Control of MIMOOX folding. A, oxidation of MIMOOX was verified in HPLC method between T = 0 h (dashed line) and T = 6 h (continuous line). B, mass spectrometry after alkylation with iodoacetamide of MIMO (black), MIMOOX in oxidation conditions at T = 0 h (dashed lines) and at T = 6 h (gray). In C, CD spectra of MIMOOX and Tat OYI were measured from 260 to 178 nm with a 50-mm path length in 20 mm phosphate buffer (pH 4.5). The same percentage of secondary structures of MIMOOX and Tat OYI was determined from the CD data analysis with no α helix, 23% extended structure, 30% β turns, and 47% of other structures. The absence of the α helix in MIMOOX is in accordance with a similar structure of the conserved surface of Tat variants that contain only β turn secondary structure. Furthermore, MIMOOX having 56 residues, 30% β turns correspond to four β turns.
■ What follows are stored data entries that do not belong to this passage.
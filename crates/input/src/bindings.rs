use crate::action::Action;
use std::collections::HashMap;
use winit::keyboard::KeyCode;

/// Physical key to action table.
#[derive(Debug, Clone)]
pub struct KeyBindings {
    map: HashMap<KeyCode, Action>,
}

impl Default for KeyBindings {
    /// Escape quits, P captures.
    fn default() -> Self {
        let mut bindings = Self::empty();
        bindings.bind(KeyCode::Escape, Action::Quit);
        bindings.bind(KeyCode::KeyP, Action::CaptureFrame);
        bindings
    }
}

impl KeyBindings {
    pub fn empty() -> Self {
        Self {
            map: HashMap::new(),
        }
    }

    /// Bind `key` to `action`, replacing any previous binding.
    pub fn bind(&mut self, key: KeyCode, action: Action) {
        if let Some(previous) = self.map.insert(key, action) {
            tracing::debug!(?key, ?previous, ?action, "rebound key");
        }
    }

    pub fn action_for(&self, key: KeyCode) -> Action {
        self.map.get(&key).copied().unwrap_or(Action::Noop)
    }

    /// Resolve a key event. Releases and auto-repeat resolve to [`Action::Noop`].
    pub fn resolve(&self, key: KeyCode, pressed: bool, repeat: bool) -> Action {
        if !pressed || repeat {
            return Action::Noop;
        }
        self.action_for(key)
    }
}
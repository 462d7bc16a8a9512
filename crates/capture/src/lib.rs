//! Frame capture: RGB frames written as plain-text PPM files.
//!
//! Layout inside the capture directory:
//! ```text
//! <prefix>0.ppm
//! <prefix>1.ppm
//! ...
//! ```
//!
//! # Invariants
//! - Row 0 of every written file is the top of the image.
//! - The counter lives in a [`CaptureSession`], starts at 0, and moves by
//!   exactly one per file written.

mod frame;
mod ppm;
mod session;

pub use frame::{Frame, RowOrder};
pub use ppm::{PPM_MAX_VALUE, write_ppm};
pub use session::CaptureSession;

/// Errors from building frames or writing captures.
#[derive(Debug, thiserror::Error)]
pub enum CaptureError {
    #[error("IO error: {0}")]
    Io(#[from] std::io::Error),
    #[error("frame has zero size ({width}x{height})")]
    Empty { width: u32, height: u32 },
    #[error("pixel buffer holds {actual} bytes, expected {expected} for {width}x{height} RGB")]
    LengthMismatch {
        width: u32,
        height: u32,
        expected: usize,
        actual: usize,
    },
}

pub fn crate_info() -> &'static str {
    "orrery-capture v0.1.0"
}

#[cfg(test)]
mod tests {
    use super::*;

    #[test]
    fn crate_loads() {
        assert!(crate_info().contains("capture"));
    }
}
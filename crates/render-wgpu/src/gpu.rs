use crate::readback::{Readback, ReadbackError, RgbPixels};
use crate::shaders::{BODY_FRAGMENT, BODY_VERTEX, ShaderError, ShaderLibrary};
use bytemuck::{Pod, Zeroable};
use glam::Mat4;
use orrery_render::{BodyTransforms, CUBE_VERTEX_COUNT, MeshVertex, cube_mesh};
use wgpu::util::DeviceExt;

/// Background colour behind the bodies.
pub const CLEAR_COLOR: wgpu::Color = wgpu::Color {
    r: 0.3,
    g: 0.4,
    b: 0.5,
    a: 1.0,
};

const DEPTH_FORMAT: wgpu::TextureFormat = wgpu::TextureFormat::Depth32Float;

/// Errors from building the render pipeline.
#[derive(Debug, thiserror::Error)]
pub enum RenderError {
    #[error(transparent)]
    Shader(#[from] ShaderError),
    #[error("shader or pipeline validation failed: {0}")]
    Validation(String),
}

#[repr(C)]
#[derive(Copy, Clone, Pod, Zeroable)]
struct BodyUniforms {
    model: [[f32; 4]; 4],
    view: [[f32; 4]; 4],
    projection: [[f32; 4]; 4],
}

impl From<&BodyTransforms> for BodyUniforms {
    fn from(t: &BodyTransforms) -> Self {
        Self {
            model: t.model.to_cols_array_2d(),
            view: t.view.to_cols_array_2d(),
            projection: t.projection.to_cols_array_2d(),
        }
    }
}

#[repr(C)]
#[derive(Copy, Clone, Pod, Zeroable)]
struct Vertex {
    position: [f32; 3],
    color: [f32; 3],
}

impl From<MeshVertex> for Vertex {
    fn from(v: MeshVertex) -> Self {
        Self {
            position: v.position,
            color: v.color,
        }
    }
}

/// One uniform buffer and bind group per body, so all three draws can be
/// recorded in a single pass.
struct BodySlot {
    uniform_buffer: wgpu::Buffer,
    bind_group: wgpu::BindGroup,
}

/// wgpu renderer for the three cube bodies.
pub struct WgpuRenderer {
    pipeline: wgpu::RenderPipeline,
    vertex_buffer: wgpu::Buffer,
    vertex_count: u32,
    slots: Vec<BodySlot>,
    depth_texture: wgpu::TextureView,
    surface_format: wgpu::TextureFormat,
}

impl WgpuRenderer {
    pub fn new(
        device: &wgpu::Device,
        surface_format: wgpu::TextureFormat,
        width: u32,
        height: u32,
        shaders: &ShaderLibrary,
    ) -> Result<Self, RenderError> {
        let vertex_source = shaders.load(BODY_VERTEX)?;
        let fragment_source = shaders.load(BODY_FRAGMENT)?;
        tracing::debug!(origin = %shaders.origin(), "loaded body shaders");

        let bind_group_layout = device.create_bind_group_layout(&wgpu::BindGroupLayoutDescriptor {
            label: Some("body_bind_group_layout"),
            entries: &[wgpu::BindGroupLayoutEntry {
                binding: 0,
                visibility: wgpu::ShaderStages::VERTEX,
                ty: wgpu::BindingType::Buffer {
                    ty: wgpu::BufferBindingType::Uniform,
                    has_dynamic_offset: false,
                    min_binding_size: None,
                },
                count: None,
            }],
        });

        let slots = (0..orrery_kernel::Body::ALL.len())
            .map(|i| {
                let uniform_buffer = device.create_buffer_init(&wgpu::util::BufferInitDescriptor {
                    label: Some(&format!("body_uniforms_{i}")),
                    contents: bytemuck::bytes_of(&BodyUniforms {
                        model: Mat4::IDENTITY.to_cols_array_2d(),
                        view: Mat4::IDENTITY.to_cols_array_2d(),
                        projection: Mat4::IDENTITY.to_cols_array_2d(),
                    }),
                    usage: wgpu::BufferUsages::UNIFORM | wgpu::BufferUsages::COPY_DST,
                });
                let bind_group = device.create_bind_group(&wgpu::BindGroupDescriptor {
                    label: Some(&format!("body_bind_group_{i}")),
                    layout: &bind_group_layout,
                    entries: &[wgpu::BindGroupEntry {
                        binding: 0,
                        resource: uniform_buffer.as_entire_binding(),
                    }],
                });
                BodySlot {
                    uniform_buffer,
                    bind_group,
                }
            })
            .collect();

        let pipeline_layout = device.create_pipeline_layout(&wgpu::PipelineLayoutDescriptor {
            label: Some("body_pipeline_layout"),
            bind_group_layouts: &[&bind_group_layout],
            push_constant_ranges: &[],
        });

        // Compile errors surface through the scope instead of the
        // uncaptured-error handler, so startup can fail with the log.
        device.push_error_scope(wgpu::ErrorFilter::Validation);

        let vertex_shader = device.create_shader_module(wgpu::ShaderModuleDescriptor {
            label: Some(BODY_VERTEX),
            source: wgpu::ShaderSource::Wgsl(vertex_source),
        });
        let fragment_shader = device.create_shader_module(wgpu::ShaderModuleDescriptor {
            label: Some(BODY_FRAGMENT),
            source: wgpu::ShaderSource::Wgsl(fragment_source),
        });

        let pipeline = device.create_render_pipeline(&wgpu::RenderPipelineDescriptor {
            label: Some("body_pipeline"),
            layout: Some(&pipeline_layout),
            vertex: wgpu::VertexState {
                module: &vertex_shader,
                entry_point: Some("vs_main"),
                compilation_options: Default::default(),
                buffers: &[wgpu::VertexBufferLayout {
                    array_stride: std::mem::size_of::<Vertex>() as u64,
                    step_mode: wgpu::VertexStepMode::Vertex,
                    attributes: &wgpu::vertex_attr_array![
                        0 => Float32x3,
                        1 => Float32x3,
                    ],
                }],
            },
            fragment: Some(wgpu::FragmentState {
                module: &fragment_shader,
                entry_point: Some("fs_main"),
                compilation_options: Default::default(),
                targets: &[Some(wgpu::ColorTargetState {
                    format: surface_format,
                    blend: Some(wgpu::BlendState::REPLACE),
                    write_mask: wgpu::ColorWrites::ALL,
                })],
            }),
            primitive: wgpu::PrimitiveState {
                topology: wgpu::PrimitiveTopology::TriangleList,
                front_face: wgpu::FrontFace::Ccw,
                cull_mode: Some(wgpu::Face::Back),
                ..Default::default()
            },
            depth_stencil: Some(wgpu::DepthStencilState {
                format: DEPTH_FORMAT,
                depth_write_enabled: true,
                depth_compare: wgpu::CompareFunction::Less,
                stencil: Default::default(),
                bias: Default::default(),
            }),
            multisample: Default::default(),
            multiview: None,
            cache: None,
        });

        if let Some(err) = pollster::block_on(device.pop_error_scope()) {
            tracing::error!("body pipeline failed validation: {err}");
            return Err(RenderError::Validation(err.to_string()));
        }

        let vertices: Vec<Vertex> = cube_mesh().into_iter().map(Vertex::from).collect();
        debug_assert_eq!(vertices.len(), CUBE_VERTEX_COUNT);
        let vertex_buffer = device.create_buffer_init(&wgpu::util::BufferInitDescriptor {
            label: Some("cube_vertex_buffer"),
            contents: bytemuck::cast_slice(&vertices),
            usage: wgpu::BufferUsages::VERTEX,
        });

        let depth_texture = Self::create_depth_texture(device, width, height);

        Ok(Self {
            pipeline,
            vertex_buffer,
            vertex_count: vertices.len() as u32,
            slots,
            depth_texture,
            surface_format,
        })
    }

    pub fn resize(&mut self, device: &wgpu::Device, width: u32, height: u32) {
        self.depth_texture = Self::create_depth_texture(device, width, height);
    }

    pub fn surface_format(&self) -> wgpu::TextureFormat {
        self.surface_format
    }

    /// Render one frame: one draw of the shared cube per body.
    pub fn render(
        &self,
        device: &wgpu::Device,
        queue: &wgpu::Queue,
        view: &wgpu::TextureView,
        frame: &[BodyTransforms],
    ) {
        for (slot, transforms) in self.slots.iter().zip(frame) {
            queue.write_buffer(
                &slot.uniform_buffer,
                0,
                bytemuck::bytes_of(&BodyUniforms::from(transforms)),
            );
        }

        let mut encoder = device.create_command_encoder(&wgpu::CommandEncoderDescriptor {
            label: Some("render_encoder"),
        });

        {
            let mut pass = encoder.begin_render_pass(&wgpu::RenderPassDescriptor {
                label: Some("main_pass"),
                color_attachments: &[Some(wgpu::RenderPassColorAttachment {
                    view,
                    resolve_target: None,
                    ops: wgpu::Operations {
                        load: wgpu::LoadOp::Clear(CLEAR_COLOR),
                        store: wgpu::StoreOp::Store,
                    },
                })],
                depth_stencil_attachment: Some(wgpu::RenderPassDepthStencilAttachment {
                    view: &self.depth_texture,
                    depth_ops: Some(wgpu::Operations {
                        load: wgpu::LoadOp::Clear(1.0),
                        store: wgpu::StoreOp::Store,
                    }),
                    stencil_ops: None,
                }),
                ..Default::default()
            });

            pass.set_pipeline(&self.pipeline);
            pass.set_vertex_buffer(0, self.vertex_buffer.slice(..));
            for slot in self.slots.iter().take(frame.len()) {
                pass.set_bind_group(0, &slot.bind_group, &[]);
                pass.draw(0..self.vertex_count, 0..1);
            }
        }

        queue.submit(std::iter::once(encoder.finish()));
    }

    /// Copy `texture` (the frame just rendered) back to the CPU.
    /// Blocks until the GPU has finished.
    pub fn read_back(
        &self,
        device: &wgpu::Device,
        queue: &wgpu::Queue,
        texture: &wgpu::Texture,
    ) -> Result<RgbPixels, ReadbackError> {
        let mut encoder = device.create_command_encoder(&wgpu::CommandEncoderDescriptor {
            label: Some("readback_encoder"),
        });
        let readback = Readback::encode(device, &mut encoder, texture)?;
        queue.submit(std::iter::once(encoder.finish()));
        readback.finish(device)
    }

    fn create_depth_texture(
        device: &wgpu::Device,
        width: u32,
        height: u32,
    ) -> wgpu::TextureView {
        let texture = device.create_texture(&wgpu::TextureDescriptor {
            label: Some("depth_texture"),
            size: wgpu::Extent3d {
                width: width.max(1),
                height: height.max(1),
                depth_or_array_layers: 1,
            },
            mip_level_count: 1,
            sample_count: 1,
            dimension: wgpu::TextureDimension::D2,
            format: DEPTH_FORMAT,
            usage: wgpu::TextureUsages::RENDER_ATTACHMENT,
            view_formats: &[],
        });
        texture.create_view(&Default::default())
    }
}

#[cfg(test)]
mod tests {
    use super::*;
    use orrery_kernel::SceneState;
    use orrery_render::{LookAtCamera, frame_transforms};

    #[test]
    fn uniform_block_is_three_mat4() {
        assert_eq!(std::mem::size_of::<BodyUniforms>(), 3 * 64);
        assert_eq!(std::mem::size_of::<Vertex>(), 6 * 4);
    }

    #[test]
    fn uniforms_are_column_major() {
        let scene = SceneState::default();
        let frame = frame_transforms(&scene, &LookAtCamera::default());
        let uniforms = BodyUniforms::from(&frame[1]);
        // translation sits in the fourth column
        assert_eq!(uniforms.model[3][0], scene.position(orrery_kernel::Body::Earth).x);
        assert_eq!(uniforms.projection, frame[1].projection.to_cols_array_2d());
    }
}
This is compatible with the presence of at least β turns in the MIMOOX structure. mAU, milliabsorbance units.

FIGURE 3.

MIMOOX was recognized by the conformational mAb 7G12 able to cross-neutralize Tat variants. In A, the affinity curves (mean ± S.D., n ≥ 3) of mAb 7G12 with Tat OYI (black) and MIMOOX (gray) were measured in ELISA. In B, the affinity curves (mean ± S.D., n ≥ 3) of mAbs 7G12 and 6E7 with native (dark gray) or denatured (light gray) MIMOOX were measured in ELISA. Different dilutions of mAbs were used. In bar graphs, statistical significant differences (p < 0.05) between the affinity of mAbs 7G12 with native and denatured MIMOOX were indicated by an asterisk. In C, the recognition of native or denatured MIMOOX by mAbs 7G12 and 6E7 in dot blot assay was represented (n = 3). Lane 1, denatured MIMOOX; lane 2, denatured MIMOOX; lane 3, native MIMOOX.

FIGURE 4.

Competitive ELISA (mean ± S. D.; n ≥ 3) with mAb 7G12 between MIMOOX in solution and coated Tat OYI (A) or Tat in solution and coated MIMOOX (B) are shown. Native (continuous line) and denatured (dashed line) form of proteins in solution were shown. In C, competitive ELISA (mean ± S.D., n ≥ 3) with mAb 7G12 between different coated Tat variants and native (dark gray) or denatured (light gray) MIMOOX or coated MIMOOX and native (dark gray) or denatured (light gray) Tat from different clades (D). Signal without competitor represented the 100% (black) for each Tat tested. These experiments were done in triplicate. In bar graphs, statistical significant differences (p < 0.05) between the condition without competitor and with native competitor were indicated by an asterisk.

FIGURE 5.

MIMOOX and Tat variants recognition by anti-MIMOOX serum dilution. ELISA (n = 2) was performed with four dilutions of the anti-MIMOOX rat serum with coated MIMOOX (black squares), Tat OYI (white squares), Tat UG11RP (white triangles), Tat 96BW (white circles), Tat Eli (black triangles), and Tat CM240 (black circles). ELISA was performed also with a negative control (white star) made of a pool of three peptides corresponding respectively to regions 1, 3, and 6 of Tat OYI. The anti-MIMOOX serum recognizes the five Tat variants and MIMOOX. Tat OYI was recognized as well as MIMOOX. Serum dilution shows that Tat Eli is better recognized compared with the other Tat variants. A similar result was observed with a previously published Tat OYI immunization (14).